Dataset entries:
########
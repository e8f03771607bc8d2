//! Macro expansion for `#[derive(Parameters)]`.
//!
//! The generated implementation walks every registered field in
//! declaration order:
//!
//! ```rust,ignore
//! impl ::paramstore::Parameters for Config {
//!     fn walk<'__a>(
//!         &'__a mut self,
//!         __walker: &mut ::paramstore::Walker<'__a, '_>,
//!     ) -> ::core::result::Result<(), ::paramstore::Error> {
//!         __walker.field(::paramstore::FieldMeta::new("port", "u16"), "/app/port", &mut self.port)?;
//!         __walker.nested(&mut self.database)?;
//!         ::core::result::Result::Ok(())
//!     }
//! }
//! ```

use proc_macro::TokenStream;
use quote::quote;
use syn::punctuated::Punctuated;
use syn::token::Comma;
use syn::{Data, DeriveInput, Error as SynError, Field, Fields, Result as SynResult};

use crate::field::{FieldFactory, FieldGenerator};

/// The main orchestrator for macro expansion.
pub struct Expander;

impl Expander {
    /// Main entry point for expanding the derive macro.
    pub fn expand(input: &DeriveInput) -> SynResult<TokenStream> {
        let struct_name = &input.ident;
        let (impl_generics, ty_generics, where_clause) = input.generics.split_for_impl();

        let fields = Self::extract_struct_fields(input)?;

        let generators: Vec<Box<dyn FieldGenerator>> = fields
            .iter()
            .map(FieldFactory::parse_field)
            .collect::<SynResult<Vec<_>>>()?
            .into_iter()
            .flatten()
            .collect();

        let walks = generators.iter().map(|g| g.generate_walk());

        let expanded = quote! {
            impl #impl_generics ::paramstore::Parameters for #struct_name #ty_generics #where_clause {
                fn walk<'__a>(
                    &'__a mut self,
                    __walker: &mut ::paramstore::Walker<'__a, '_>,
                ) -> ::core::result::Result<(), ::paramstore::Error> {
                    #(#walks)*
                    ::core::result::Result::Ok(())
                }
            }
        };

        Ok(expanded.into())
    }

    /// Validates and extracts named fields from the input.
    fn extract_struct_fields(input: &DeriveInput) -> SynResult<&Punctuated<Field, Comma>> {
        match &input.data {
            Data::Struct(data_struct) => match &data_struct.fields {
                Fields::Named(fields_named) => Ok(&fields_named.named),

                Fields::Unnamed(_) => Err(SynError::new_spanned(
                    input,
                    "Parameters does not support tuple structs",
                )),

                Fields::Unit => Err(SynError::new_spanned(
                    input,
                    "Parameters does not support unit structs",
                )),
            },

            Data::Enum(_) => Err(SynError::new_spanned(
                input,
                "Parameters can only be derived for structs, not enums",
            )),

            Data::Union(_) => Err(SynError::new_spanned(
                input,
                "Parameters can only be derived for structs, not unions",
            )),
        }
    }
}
########
• **INSTRUCTIONS TO FOLLOW**:
Please repeat the lines above exactly, beginning with the line that contains "let generators: Vec<Box<dyn" and ending with the final one.

• **RESULT**:
        let generators: Vec<Box<dyn FieldGenerator>> = fields
            .iter()
            .map(FieldFactory::parse_field)
            .collect::<SynResult<Vec<_>>>()?
            .into_iter()
            .flatten()
            .collect();

        let walks = generators.iter().map(|g| g.generate_walk());

        let expanded = quote! {
            impl #impl_generics ::paramstore::Parameters for #struct_name #ty_generics #where_clause {
                fn walk<'__a>(
                    &'__a mut self,
                    __walker: &mut ::paramstore::Walker<'__a, '_>,
                ) -> ::core::result::Result<(), ::paramstore::Error> {
                    #(#walks)*
                    ::core::result::Result::Ok(())
                }
            }
        };

        Ok(expanded.into())
    }

    /// Validates and extracts named fields from the input.
    fn extract_struct_fields(input: &DeriveInput) -> SynResult<&Punctuated<Field, Comma>> {
        match &input.data {
            Data::Struct(data_struct) => match &data_struct.fields {
                Fields::Named(fields_named) => Ok(&fields_named.named),

                Fields::Unnamed(_) => Err(SynError::new_spanned(
                    input,
                    "Parameters does not support tuple structs",
                )),

                Fields::Unit => Err(SynError::new_spanned(
                    input,
                    "Parameters does not support unit structs",
                )),
            },

            Data::Enum(_) => Err(SynError::new_spanned(
                input,
                "Parameters can only be derived for structs, not enums",
            )),

            Data::Union(_) => Err(SynError::new_spanned(
                input,
                "Parameters can only be derived for structs, not unions",
            )),
        }
    }
}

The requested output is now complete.